Deliver continuous data discoverability on top of Kafka with DataHub and Airflow

Knowing where your data lives, what it means and what it looks like is becoming more and more important. As data moves from system to system, or from data product to data product a clear and intuitive overview of your datasets across your application landscape lets others explore and wonder.

If you're like me, a tiny bit all over the place when excited, data discoverability might even help to bring some order in your home experiments with data. Lately I have been playing around with some data sets and when moving the data I'm most used to Apache Kafka to help me out. Once I get going the amount of Kafka topics quickly explodes. This had lead me into the lookout for a tool on top of Kafka to not only get an overview of the available Kafka topics - there's lots of tools out there for that, I for example frequently use Kafdrop - but also the corresponding metadata, e.g. the underlying schema, the definition(s), etc.

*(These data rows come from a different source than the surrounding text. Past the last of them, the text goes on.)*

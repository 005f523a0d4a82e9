//! Depth-first, pre-order traversal over the pattern tree.
//!
//! Every analysis pass goes through [`Walk`] instead of hand-rolling its own
//! recursion. The tree owns its children, so there are no parent links to
//! skip and no shared nodes to revisit; each call starts a fresh traversal.

use super::ast::{
    Alternative, Assertion, ClassMember, Element, ElementKind, Pattern, Span,
};

/// Borrowed view of any node in the tree.
#[derive(Debug, Clone, Copy)]
pub enum NodeRef<'a> {
    Pattern(&'a Pattern),
    Alternative(&'a Alternative),
    Element(&'a Element),
    ClassMember(&'a ClassMember),
}

impl<'a> NodeRef<'a> {
    pub fn span(&self) -> Span {
        match self {
            NodeRef::Pattern(p) => p.span,
            NodeRef::Alternative(a) => a.span,
            NodeRef::Element(e) => e.span,
            NodeRef::ClassMember(m) => m.span,
        }
    }

    pub fn as_element(&self) -> Option<&'a Element> {
        match self {
            NodeRef::Element(e) => Some(e),
            _ => None,
        }
    }

    /// Alternatives held by a container node (pattern, group, lookaround).
    pub fn alternatives(&self) -> Option<&'a [Alternative]> {
        match self {
            NodeRef::Pattern(p) => Some(&p.alternatives),
            NodeRef::Element(e) => match &e.kind {
                ElementKind::Group(g) => Some(&g.alternatives),
                ElementKind::Assertion(Assertion::Lookaround(l)) => Some(&l.alternatives),
                _ => None,
            },
            _ => None,
        }
    }

    /// True for containers with more than one branch.
    pub fn is_alternation(&self) -> bool {
        self.alternatives().is_some_and(|alts| alts.len() > 1)
    }

    /// Pushes children in reverse so they pop in source order.
    fn push_children(&self, stack: &mut Vec<NodeRef<'a>>) {
        match self {
            NodeRef::Pattern(p) => {
                stack.extend(p.alternatives.iter().rev().map(NodeRef::Alternative));
            }
            NodeRef::Alternative(a) => {
                stack.extend(a.elements.iter().rev().map(NodeRef::Element));
            }
            NodeRef::Element(e) => match &e.kind {
                ElementKind::Group(g) => {
                    stack.extend(g.alternatives.iter().rev().map(NodeRef::Alternative));
                }
                ElementKind::Assertion(Assertion::Lookaround(l)) => {
                    stack.extend(l.alternatives.iter().rev().map(NodeRef::Alternative));
                }
                ElementKind::Quantifier(q) => stack.push(NodeRef::Element(&q.element)),
                ElementKind::CharacterClass(c) => {
                    stack.extend(c.members.iter().rev().map(NodeRef::ClassMember));
                }
                ElementKind::Character { .. }
                | ElementKind::CharacterSet(_)
                | ElementKind::Assertion(_)
                | ElementKind::Backreference(_) => {}
            },
            NodeRef::ClassMember(_) => {}
        }
    }

    /// Pre-order iterator over this node and everything below it.
    pub fn walk(self) -> Walk<'a> {
        Walk { stack: vec![self] }
    }

    /// Pre-order iterator over everything strictly below this node.
    pub fn descendants(self) -> Walk<'a> {
        let mut stack = Vec::new();
        self.push_children(&mut stack);
        Walk { stack }
    }
}

/// Explicit-stack pre-order iterator.
pub struct Walk<'a> {
    stack: Vec<NodeRef<'a>>,
}

impl<'a> Iterator for Walk<'a> {
    type Item = NodeRef<'a>;

    fn next(&mut self) -> Option<Self::Item> {
        let node = self.stack.pop()?;
        node.push_children(&mut self.stack);
        Some(node)
    }
}

/// Applies `visit` to every node of the pattern, root included.
pub fn walk<'a>(pattern: &'a Pattern, mut visit: impl FnMut(NodeRef<'a>)) {
    for node in NodeRef::Pattern(pattern).walk() {
        visit(node);
    }
}

/// All elements of the pattern in pre-order.
pub fn elements(pattern: &Pattern) -> impl Iterator<Item = &Element> {
    NodeRef::Pattern(pattern).walk().filter_map(|n| n.as_element())
}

One of the tools that came up was DataHub from the engineering team at LinkedIn. "A Metadata Platform for the Modern Data Stack" is their slogan, and from my point of view this highlights the two critical pieces of the tool: first of all it consists of a user friendly UI in which the (meta)data can be explored and discovered, secondly it comes with a lot of integrations to modern data repositories and data wrangling tools out of the box. Luckily for this blog post, they do have an integration to Apache Kafka as well.

Deploy your own DataHub instance

Enough talking, on to the doing. The prerequisites: a running Kubernetes cluster and Helm ready to deliver. That's it. DataHub provides two Helm charts to get you up and running: one for the underlying components (Elastic Search, neo4j, Mysql, and the Confluent platform) and one for the DataHub components itself. Following commands should get you started:

helm repo add datahub https://helm.datahubproject.io/ 
helm install prerequisites datahub/datahub-prerequisites 
helm install datahub datahub/datahub

If all goes well you can use Kubernetes port-forwarding to access your DataHub instance (initial credentials: "datahub:datahub"):

kubectl port-forward <datahub-frontend pod name> 9002:9002
DataHub welcome page

Integrate existing Kafka metadata

Once we've got DataHub up and running, next step on our data discoverability journey is to setup an integration between our Kafka cluster and DataHub. DataHub delivers an excellent job documenting their existing integrations, the Kafka Metadata ingestion is described on this page.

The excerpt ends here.